Run 126: 333999 events

The readout from the TDC doesn’t seem to go in chronological order of hits. I am beginning to doubt the readout channel order.

From now on the trigger rate dips down to ~10kHz from >100kHz

change: 40mV on trigger

Run 127: 521834 events

change: 60mV threshold on all sums

Run 129: 387529 events

change: 60mV threshold on all SiPMs

Run 131: 160967 events

Run 133: 48553 events

Run 134: 510272 events

It seems evident now that the trigger PMTs are saturating. Their rate goes up on a beam trip, as if they have time to recover to normal operation. After return of full beam they do not sustain high rate for long (not enough occurrences to say anything quantitative)

9pm

Had access to the Hall. Turns out the PMTs were at 1.3kV! Turned down 1.2kV. Looking first at rate of cosmics went down by a factor of ~5.

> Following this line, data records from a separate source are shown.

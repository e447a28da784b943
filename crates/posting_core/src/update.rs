use crate::{Effect, ExtractionRun, FailureReason, Msg, Phase};

/// Pure update function: applies a message to a run and returns any effects.
///
/// Messages that do not fit the current phase (a candidate for a strategy that
/// was not requested, anything after a terminal phase) are ignored.
pub fn update(mut run: ExtractionRun, msg: Msg) -> (ExtractionRun, Vec<Effect>) {
    let effects = match (run.phase(), msg) {
        (Phase::NotStarted, Msg::Start) => run.begin_fetch(),
        (Phase::Fetching, Msg::FetchCompleted { result, script_shell }) => match result {
            Ok(metadata) => {
                run.record_fetch(metadata, script_shell);
                run.advance()
            }
            // No markup, nothing to validate.
            Err(err) => run.exhaust(FailureReason::Fetch(err)),
        },
        (Phase::Attempting(expected), Msg::CandidateProduced(candidate))
            if candidate.strategy == expected =>
        {
            run.judge(candidate)
        }
        (Phase::Attempting(expected), Msg::StrategyUnavailable(strategy))
            if strategy == expected =>
        {
            run.skip_unavailable(strategy)
        }
        (Phase::Fetching | Phase::Attempting(_), Msg::DeadlineExceeded { stage }) => {
            run.exhaust(FailureReason::DeadlineExceeded { stage })
        }
        _ => Vec::new(),
    };

    (run, effects)
}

Some more plots with correlations between sum signals: Run 134

Several machine addresses that might be useful, if Wake-on-LAN is set up to work:

  1. gummo (129.57.167.28) is 00:e0:81:2b:74:ff
  2. clonwin3 (128.57.167.248) is 00:07:e9:ef:eb:8c

Once again, overnight the clonwin3 machine went to sleep and left me stranded.  But this time, I was armed with the MAC address of this machine (see above).  I downloaded and installed the Fusion Wake-on-LAN client, and entered the MAC address of clonwin3.  Shortly afterwards I was able to log in on this machine, so I am fairly confident that Wake on LAN is working.

Tuesday 3/29

E-mail from Hovanes in the early morning:

We may need to take out the PMT closest to the pipe from the trigger for the prototype if we run at beam current above 40nA. That is the one crapping out at high rates, I put the individual signals into the scaler.

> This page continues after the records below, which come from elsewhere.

use std::sync::{Arc, Mutex};
use std::time::Duration;

use posting_core::{
    AttemptOutcome, FailureReason, FetchError, FetchErrorKind, FetchMetadata, Platform,
    Rejection, Stage, StrategyKind, UrlValidationError,
};
use posting_engine::{
    FetchSettings, FetchedPage, Fetcher, JobId, Pipeline, PipelineSettings, ProgressSink,
    RenderError, Renderer, ReqwestFetcher,
};
use pretty_assertions::assert_eq;
use url::Url;
use wiremock::matchers::{method, path};
use wiremock::{Mock, MockServer, ResponseTemplate};

const POSTING_HTML: &str = r#"<html><head><title>Data Engineer</title></head><body>
<nav><a href="/">Home</a></nav>
<main>
  <h1>Data Engineer</h1>
  <p>About the role: our analytics group needs someone to build and operate batch and streaming pipelines for the whole company.</p>
  <h2>Responsibilities</h2>
  <ul><li>Design warehouse models in SQL</li><li>Maintain Airflow and Spark jobs</li></ul>
  <h2>Requirements</h2>
  <ul><li>Four years of experience with Python</li><li>Comfort with cloud storage and IAM</li></ul>
</main>
</body></html>"#;

const SHELL_HTML: &str =
    r#"<html><body><div id="root"></div><script src="/static/app.js"></script></body></html>"#;

fn init_logging() {
    engine_logging::initialize_for_tests();
}

fn json_ld_page() -> String {
    let description = "<p>Responsibilities: own the billing service, pair with product on pricing \
        experiments, and keep our invoicing pipeline reliable.</p><p>Requirements: solid Rust or \
        Go, familiarity with Postgres, and experience running services in production.</p>";
    let block = serde_json::json!({
        "@context": "https://schema.org",
        "@type": "JobPosting",
        "title": "Billing Engineer",
        "hiringOrganization": { "name": "Initech" },
        "description": description,
    });
    format!(
        "<html><head><script type=\"application/ld+json\">{block}</script></head>\
         <body><div id=\"app\"></div></body></html>"
    )
}

/// Serves fixed markup and remembers every URL it was asked for.
struct StaticFetcher {
    markup: String,
    requested: Mutex<Vec<Url>>,
}

impl StaticFetcher {
    fn new(markup: &str) -> Arc<Self> {
        Arc::new(Self {
            markup: markup.to_string(),
            requested: Mutex::new(Vec::new()),
        })
    }

    fn requested(&self) -> Vec<Url> {
        self.requested.lock().unwrap().clone()
    }
}

#[async_trait::async_trait]
impl Fetcher for StaticFetcher {
    async fn fetch(
        &self,
        _job_id: JobId,
        url: &Url,
        _sink: &dyn ProgressSink,
    ) -> Result<FetchedPage, FetchError> {
        self.requested.lock().unwrap().push(url.clone());
        Ok(FetchedPage {
            markup: self.markup.clone(),
            metadata: FetchMetadata {
                status_code: 200,
                final_url: url.to_string(),
                encoding: "UTF-8".to_string(),
                content_type: Some("text/html".to_string()),
                redirect_count: 0,
                byte_len: self.markup.len() as u64,
            },
        })
    }
}

struct StaticRenderer {
    result: Result<String, RenderError>,
    calls: Mutex<usize>,
}

impl StaticRenderer {
    fn new(result: Result<String, RenderError>) -> Arc<Self> {
        Arc::new(Self {
            result,
            calls: Mutex::new(0),
        })
    }

    fn calls(&self) -> usize {
        *self.calls.lock().unwrap()
    }
}

#[async_trait::async_trait]
impl Renderer for StaticRenderer {
    async fn render(&self, _url: &Url) -> Result<String, RenderError> {
        *self.calls.lock().unwrap() += 1;
        self.result.clone()
    }
}

fn outcomes(result: &posting_core::ExtractionResult) -> Vec<(StrategyKind, bool)> {
    result
        .attempts
        .iter()
        .map(|attempt| (attempt.strategy, attempt.outcome == AttemptOutcome::Accepted))
        .collect()
}

#[tokio::test]
async fn structured_data_short_circuits_the_chain() {
    init_logging();
    let server = MockServer::start().await;
    Mock::given(method("GET"))
        .and(path("/jobs/billing"))
        .respond_with(ResponseTemplate::new(200).set_body_raw(json_ld_page(), "text/html"))
        .expect(1)
        .mount(&server)
        .await;

    let pipeline = Pipeline::new(
        Arc::new(ReqwestFetcher::new(FetchSettings::default())),
        PipelineSettings::default(),
    );
    let result = pipeline
        .extract(&format!("{}/jobs/billing", server.uri()))
        .await
        .expect("valid url");

    assert!(result.success);
    assert_eq!(result.platform.platform, Platform::Generic);
    assert_eq!(result.best_method, Some(StrategyKind::StructuredData));
    assert_eq!(outcomes(&result), vec![(StrategyKind::StructuredData, true)]);
    assert!(result.content.contains("own the billing service"));
    assert_eq!(
        result.structured_fields.get("company").map(String::as_str),
        Some("Initech")
    );
    assert_eq!(result.fetch.as_ref().map(|fetch| fetch.status_code), Some(200));
}

#[tokio::test]
async fn cleaning_takes_over_when_structured_data_is_missing() {
    init_logging();
    let server = MockServer::start().await;
    Mock::given(method("GET"))
        .and(path("/careers/data-engineer"))
        .respond_with(ResponseTemplate::new(200).set_body_raw(POSTING_HTML, "text/html"))
        .mount(&server)
        .await;

    let pipeline = Pipeline::new(
        Arc::new(ReqwestFetcher::new(FetchSettings::default())),
        PipelineSettings::default(),
    );
    let result = pipeline
        .extract(&format!("{}/careers/data-engineer", server.uri()))
        .await
        .unwrap();

    assert!(result.success);
    assert_eq!(result.best_method, Some(StrategyKind::HtmlCleaning));
    assert_eq!(
        result.attempts[0].outcome,
        AttemptOutcome::Rejected(Rejection::TooShort {
            length: 0,
            minimum: 200
        })
    );
    assert_eq!(outcomes(&result)[1], (StrategyKind::HtmlCleaning, true));
    assert!(result.content.contains("- Maintain Airflow and Spark jobs"));
    assert!(!result.content.contains("Home"));
    assert!(result.structured_fields.is_empty());
}

#[tokio::test]
async fn nav_and_footer_only_page_fails_citing_length() {
    init_logging();
    let markup = r#"<html><body>
<nav><a href="/">Home</a> <a href="/jobs">Open roles</a> <a href="/about">About</a></nav>
<footer><p>Acme Corp, 1 Main Street, Springfield</p><p>© 2026 Acme Corp. All rights reserved.</p></footer>
</body></html>"#;
    let pipeline = Pipeline::new(StaticFetcher::new(markup), PipelineSettings::default());

    let result = pipeline
        .extract("https://www.acme-corp.example/about-us")
        .await
        .unwrap();

    assert_eq!(result.platform.platform, Platform::Generic);
    assert!(!result.success);
    assert_eq!(result.best_method, None);
    assert_eq!(
        outcomes(&result),
        vec![
            (StrategyKind::StructuredData, false),
            (StrategyKind::HtmlCleaning, false),
            (StrategyKind::Fallback, false),
        ]
    );
    assert!(matches!(
        result.attempts[1].outcome,
        AttemptOutcome::Rejected(Rejection::TooShort { .. })
    ));
    assert!(matches!(
        result.failure_reason,
        Some(FailureReason::ContentExtraction {
            strategy: StrategyKind::Fallback,
            rejection: Rejection::TooShort { minimum: 200, .. },
        })
    ));
    assert!(result.content.contains("Main Street"));
}

#[tokio::test]
async fn fetch_failure_runs_no_strategies() {
    init_logging();
    let server = MockServer::start().await;
    Mock::given(method("GET"))
        .and(path("/gone"))
        .respond_with(ResponseTemplate::new(404))
        .mount(&server)
        .await;

    let pipeline = Pipeline::new(
        Arc::new(ReqwestFetcher::new(FetchSettings::default())),
        PipelineSettings::default(),
    );
    let result = pipeline
        .extract(&format!("{}/gone", server.uri()))
        .await
        .unwrap();

    assert!(!result.success);
    assert!(result.attempts.is_empty());
    assert!(result.content.is_empty());
    match result.failure_reason {
        Some(FailureReason::Fetch(err)) => assert_eq!(err.kind, FetchErrorKind::HttpStatus(404)),
        other => panic!("unexpected failure {other:?}"),
    }
}

#[tokio::test]
async fn deadline_interrupts_a_slow_fetch() {
    init_logging();
    let server = MockServer::start().await;
    Mock::given(method("GET"))
        .and(path("/slow"))
        .respond_with(
            ResponseTemplate::new(200)
                .set_body_raw(POSTING_HTML, "text/html")
                .set_delay(Duration::from_secs(3)),
        )
        .mount(&server)
        .await;

    let settings = PipelineSettings {
        deadline: Some(Duration::from_millis(200)),
        ..PipelineSettings::default()
    };
    let pipeline = Pipeline::new(
        Arc::new(ReqwestFetcher::new(FetchSettings::default())),
        settings,
    );
    let result = pipeline
        .extract(&format!("{}/slow", server.uri()))
        .await
        .unwrap();

    assert!(!result.success);
    assert!(result.attempts.is_empty());
    assert_eq!(
        result.failure_reason,
        Some(FailureReason::DeadlineExceeded {
            stage: Stage::Fetching
        })
    );
}

#[tokio::test]
async fn invalid_input_never_reaches_the_fetcher() {
    let fetcher = StaticFetcher::new(POSTING_HTML);
    let pipeline = Pipeline::new(fetcher.clone(), PipelineSettings::default());

    assert_eq!(
        pipeline.extract("ftp://jobs.example.com/1").await.unwrap_err(),
        UrlValidationError::UnsupportedScheme("ftp".to_string())
    );
    assert_eq!(pipeline.extract("   ").await.unwrap_err(), UrlValidationError::Empty);
    assert!(fetcher.requested().is_empty());
}

#[tokio::test]
async fn embedded_greenhouse_links_fetch_the_canonical_board() {
    init_logging();
    let fetcher = StaticFetcher::new(POSTING_HTML);
    let pipeline = Pipeline::new(fetcher.clone(), PipelineSettings::default());

    let result = pipeline
        .extract("https://careers.acme.com/open-roles?gh_jid=4012345")
        .await
        .unwrap();

    assert_eq!(
        fetcher.requested(),
        vec![Url::parse("https://boards.greenhouse.io/embed/job_app?token=4012345").unwrap()]
    );
    assert_eq!(result.platform.platform, Platform::Greenhouse);
    assert!(result.resolved_url.was_resolved);
    assert_eq!(
        result.resolved_url.original.as_str(),
        "https://careers.acme.com/open-roles?gh_jid=4012345"
    );
    assert!(result.success);
}

#[tokio::test]
async fn render_first_platform_without_renderer_falls_back() {
    init_logging();
    let fetcher = StaticFetcher::new(POSTING_HTML);
    let pipeline = Pipeline::new(fetcher, PipelineSettings::default());

    let result = pipeline
        .extract("https://acme.wd5.myworkdayjobs.com/en-US/careers/job/Remote/Data-Engineer_R123")
        .await
        .unwrap();

    assert_eq!(result.platform.platform, Platform::Workday);
    assert_eq!(result.attempts[0].strategy, StrategyKind::Render);
    assert_eq!(result.attempts[0].outcome, AttemptOutcome::Unavailable);
    assert_eq!(result.best_method, Some(StrategyKind::Fallback));
    assert!(result.success);
}

#[tokio::test]
async fn render_first_platform_uses_the_renderer() {
    init_logging();
    let fetcher = StaticFetcher::new(SHELL_HTML);
    let renderer = StaticRenderer::new(Ok(POSTING_HTML.to_string()));
    let pipeline =
        Pipeline::new(fetcher, PipelineSettings::default()).with_renderer(renderer.clone());

    let result = pipeline
        .extract("https://acme.wd5.myworkdayjobs.com/en-US/careers/job/Remote/Data-Engineer_R123")
        .await
        .unwrap();

    assert!(result.success);
    assert_eq!(outcomes(&result), vec![(StrategyKind::Render, true)]);
    assert!(result.content.contains("Design warehouse models in SQL"));
    assert_eq!(renderer.calls(), 1);
}

#[tokio::test]
async fn script_shell_gets_one_render_after_static_strategies_fail() {
    init_logging();
    let fetcher = StaticFetcher::new(SHELL_HTML);
    let renderer = StaticRenderer::new(Ok(POSTING_HTML.to_string()));
    let pipeline =
        Pipeline::new(fetcher, PipelineSettings::default()).with_renderer(renderer.clone());

    let result = pipeline
        .extract("https://jobs.example.org/positions/77")
        .await
        .unwrap();

    assert_eq!(
        outcomes(&result),
        vec![
            (StrategyKind::StructuredData, false),
            (StrategyKind::HtmlCleaning, false),
            (StrategyKind::Fallback, false),
            (StrategyKind::Render, true),
        ]
    );
    assert_eq!(result.best_method, Some(StrategyKind::Render));
    assert_eq!(renderer.calls(), 1);
}

#[tokio::test]
async fn failed_render_is_a_rejected_attempt() {
    init_logging();
    let fetcher = StaticFetcher::new(SHELL_HTML);
    let renderer = StaticRenderer::new(Err(RenderError::Status(502)));
    let pipeline = Pipeline::new(fetcher, PipelineSettings::default()).with_renderer(renderer);

    let result = pipeline
        .extract("https://acme.wd5.myworkdayjobs.com/en-US/careers/job/Remote/Data-Engineer_R123")
        .await
        .unwrap();

    assert!(!result.success);
    assert_eq!(
        outcomes(&result),
        vec![(StrategyKind::Render, false), (StrategyKind::Fallback, false)]
    );
    assert!(matches!(
        result.failure_reason,
        Some(FailureReason::ContentExtraction {
            strategy: StrategyKind::Fallback,
            ..
        })
    ));
}

#[tokio::test]
async fn supplied_markup_gives_identical_results() {
    let pipeline = Pipeline::new(StaticFetcher::new(""), PipelineSettings::default());
    let url = Url::parse("https://jobs.example.org/positions/12").unwrap();

    let first = pipeline.extract_markup(&url, POSTING_HTML).await;
    let second = pipeline.extract_markup(&url, POSTING_HTML).await;

    assert_eq!(first, second);
    assert!(first.success);
    assert_eq!(first.fetch.as_ref().map(|fetch| fetch.status_code), Some(200));
}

I changed the HVs for trigger counter into the Lecroy card to control it remotely, but it  seems like that the mainframe the card is in is bad and it goes out of control in 15 mins after a reboot. So it was not very helpful.

Current HV settings:

  1. “healthy” - far from pipe - 1.15kV
  2. “sick” - closer to pipe - 1.00kV

Status at 07:00 on 3/29/2011 - Richard

We have only an hour or so left of beam this morning before the accelerator group takes it away for beam studies.  This gives Alex a chance to go into the hall and get things working again with the trigger counter.  Hopefully we will get beam back again mid-afternoon and we can take up again where we left off trying to determine what the efficiency of the scintillating fibers is.  For me, it is time to go home and get some rest.

9:00am

Trigger count rate as of this morning (after HV settings by Hovanes mentioned above): 100kHz

Hovanes reports that by itself, the “healthy” PMT counts >300kHz and the “sick” one with its new log gain counts ~100kHz leading to the coincidence rate set by the latter due to AND logic.

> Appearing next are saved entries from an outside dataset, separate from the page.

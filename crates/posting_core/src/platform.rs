use std::fmt;

use once_cell::sync::Lazy;
use regex::Regex;
use serde::Serialize;
use url::Url;

/// One extraction technique in the fallback chain.
#[derive(Debug, Clone, Copy, PartialEq, Eq, Hash, Serialize)]
#[serde(rename_all = "kebab-case")]
pub enum StrategyKind {
    /// Embedded JSON-LD `JobPosting` blocks.
    StructuredData,
    /// Landmark selection plus boilerplate stripping.
    HtmlCleaning,
    /// Readability-style density scoring.
    Fallback,
    /// Script rendering through an external renderer, then cleaning.
    Render,
}

impl StrategyKind {
    /// True for strategies that work on any markup and end a priority chain.
    pub fn is_terminal_fallback(self) -> bool {
        matches!(self, StrategyKind::Fallback)
    }
}

impl fmt::Display for StrategyKind {
    fn fmt(&self, f: &mut fmt::Formatter<'_>) -> fmt::Result {
        let name = match self {
            StrategyKind::StructuredData => "structured-data",
            StrategyKind::HtmlCleaning => "html-cleaning",
            StrategyKind::Fallback => "fallback",
            StrategyKind::Render => "render",
        };
        f.write_str(name)
    }
}

#[derive(Debug, Clone, Copy, PartialEq, Eq, Hash, Serialize)]
#[serde(rename_all = "snake_case")]
pub enum Platform {
    Greenhouse,
    Lever,
    Workday,
    Apple,
    Icims,
    Ashby,
    SuccessFactors,
    Generic,
}

/// Static capability flags for a platform. Never mutated after lookup.
#[derive(Debug, Clone, Copy, PartialEq, Eq, Serialize)]
pub struct PlatformProfile {
    pub platform: Platform,
    pub display_name: &'static str,
    pub needs_script_rendering: bool,
    pub has_structured_data: bool,
    pub extraction_priority: &'static [StrategyKind],
}

const STRUCTURED_FIRST: &[StrategyKind] = &[
    StrategyKind::StructuredData,
    StrategyKind::HtmlCleaning,
    StrategyKind::Fallback,
];
const RENDER_FIRST: &[StrategyKind] = &[StrategyKind::Render, StrategyKind::Fallback];
const STRUCTURED_THEN_RENDER: &[StrategyKind] = &[
    StrategyKind::StructuredData,
    StrategyKind::Render,
    StrategyKind::Fallback,
];
const SERVER_RENDERED: &[StrategyKind] = &[StrategyKind::HtmlCleaning, StrategyKind::Fallback];

impl Platform {
    /// Every platform in detection order; `Generic` is the catch-all and comes last.
    pub const ALL: [Platform; 8] = [
        Platform::Greenhouse,
        Platform::Lever,
        Platform::Workday,
        Platform::Apple,
        Platform::Icims,
        Platform::Ashby,
        Platform::SuccessFactors,
        Platform::Generic,
    ];

    pub fn profile(self) -> PlatformProfile {
        let (display_name, needs_script_rendering, has_structured_data, extraction_priority) =
            match self {
                Platform::Greenhouse => ("Greenhouse", false, true, STRUCTURED_FIRST),
                Platform::Lever => ("Lever", false, true, STRUCTURED_FIRST),
                Platform::Workday => ("Workday", true, false, RENDER_FIRST),
                Platform::Apple => ("Apple Careers", true, false, RENDER_FIRST),
                Platform::Icims => ("iCIMS", true, false, RENDER_FIRST),
                // Ashby renders client side but still ships JSON-LD.
                Platform::Ashby => ("AshbyHQ", true, true, STRUCTURED_THEN_RENDER),
                Platform::SuccessFactors => ("SAP SuccessFactors", false, false, SERVER_RENDERED),
                Platform::Generic => ("Generic Job Site", false, false, STRUCTURED_FIRST),
            };
        PlatformProfile {
            platform: self,
            display_name,
            needs_script_rendering,
            has_structured_data,
            extraction_priority,
        }
    }
}

impl fmt::Display for Platform {
    fn fmt(&self, f: &mut fmt::Formatter<'_>) -> fmt::Result {
        f.write_str(self.profile().display_name)
    }
}

/// Pattern sources per platform, evaluated top to bottom against the full URL.
const RULE_SOURCES: &[(Platform, &[&str])] = &[
    (
        Platform::Greenhouse,
        &[
            r"(?i)boards\.greenhouse\.io",
            r"(?i)job-boards(\.eu)?\.greenhouse\.io",
            r"(?i)greenhouse\.io/embed",
            r"(?i)job_app\.greenhouse\.io",
            r"(?i)[?&]gh_jid=\d+",
        ],
    ),
    (
        Platform::Lever,
        &[r"(?i)jobs\.lever\.co", r"(?i)lever\.co/[^/]+/[a-f0-9-]+"],
    ),
    (
        Platform::Workday,
        &[
            r"(?i)myworkdayjobs\.com",
            r"(?i)\.workday\.com/.*?/job/",
            r"(?i)wd\d+\.myworkdaysite\.com",
        ],
    ),
    (Platform::Apple, &[r"(?i)jobs\.apple\.com"]),
    (Platform::Icims, &[r"(?i)\.icims\.com", r"(?i)icims\.com/jobs/"]),
    (
        Platform::Ashby,
        &[r"(?i)jobs\.ashbyhq\.com", r"(?i)ashbyhq\.com/[^/]+/[a-f0-9-]+"],
    ),
    (
        Platform::SuccessFactors,
        &[
            r"(?i)\.careers/",
            r"(?i)successfactors\.(com|eu)",
            // Requisition slugs such as /job/City-Title-ST-12345/; the state code must be upper case.
            r"/job/[^/]+-[A-Z]{2}-\d+/",
        ],
    ),
];

struct PlatformRule {
    platform: Platform,
    patterns: Vec<Regex>,
}

static RULES: Lazy<Vec<PlatformRule>> = Lazy::new(|| {
    RULE_SOURCES
        .iter()
        .map(|(platform, sources)| PlatformRule {
            platform: *platform,
            patterns: sources
                .iter()
                .filter_map(|source| Regex::new(source).ok())
                .collect(),
        })
        .collect()
});

/// Classify a URL into a known platform. First matching rule wins; anything
/// unmatched resolves to the conservative `Generic` profile.
pub fn detect_platform(url: &Url) -> PlatformProfile {
    let haystack = url.as_str();
    RULES
        .iter()
        .find(|rule| rule.patterns.iter().any(|re| re.is_match(haystack)))
        .map(|rule| rule.platform)
        .unwrap_or(Platform::Generic)
        .profile()
}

A check on the time resolution of TDC by marking the accel. RF. The plot shows the distribution of time differences between adjacent RF peaks (N.B. not 2ns - there is prescaling) Theoretically this is a sum of two random variables with same distribution so the TDC resolution is the sigma from fit below/sqrt(2). From this we get a resolution >50ps!

Update: more precisely, the TDC bins are 56ps leading to 1.136*56ps/sqrt(2)=45ps!

Review of thresholds: 60mV all SiPMs, 40mV for trigger, 120mV for RF

Run 135: 1035993 events

Run 136: 924794 events

Run 137: 64940 events

Run 138: 1190188 events

Return to original angle (nominally 35.1deg) from Run 143

Wednesday 3/30

Working on data acquisition with CODA

March 30, 4:00am - Richard

Working on learning how to start and stop runs, and take data with the CODA system that Sascha set up on clonpc3.  I logged in to clonpc3 as clasrun and started a vncserver.  This is running on screen 9 currently.  I then created a listener on zeus.phys.uconn.edu on port 5909 that is forwarded to localhost:5909 on clonpc3, and connected a vncviewer to localhost:5909 on zeus from my laptop.  

Instructions for running DAQ

On clonpc3:

The following programs must be started with commands as shown. To see all messages, run each in its own xterm window. Remember to source coda_user_setup for each session. It is assumed that you are in the home directory for the coda DAQ installation (e.g. “uconn” directory under the clasrun home directory)

  1. msqld
  2. coda_eb_rc3 -i -s halld -n EB2 -t CDEB
  3. platform
  4. rcgui

Once in the GUI

  1. Menu: Sessions/HallD
  2. Menu: Configurations/Cool then select “ROC_TEST”
  3. Click toolbar buttons from left to right: Settings, Download, Prestart, Start...

To watch activity on ROC:

  1. login to clon10
  2. tsconnect roc1

If ROC hangs, type reboot or Ctrl-X

Data destination is specified in the CODA_DATA environment variable (set initially in coda_user_setup)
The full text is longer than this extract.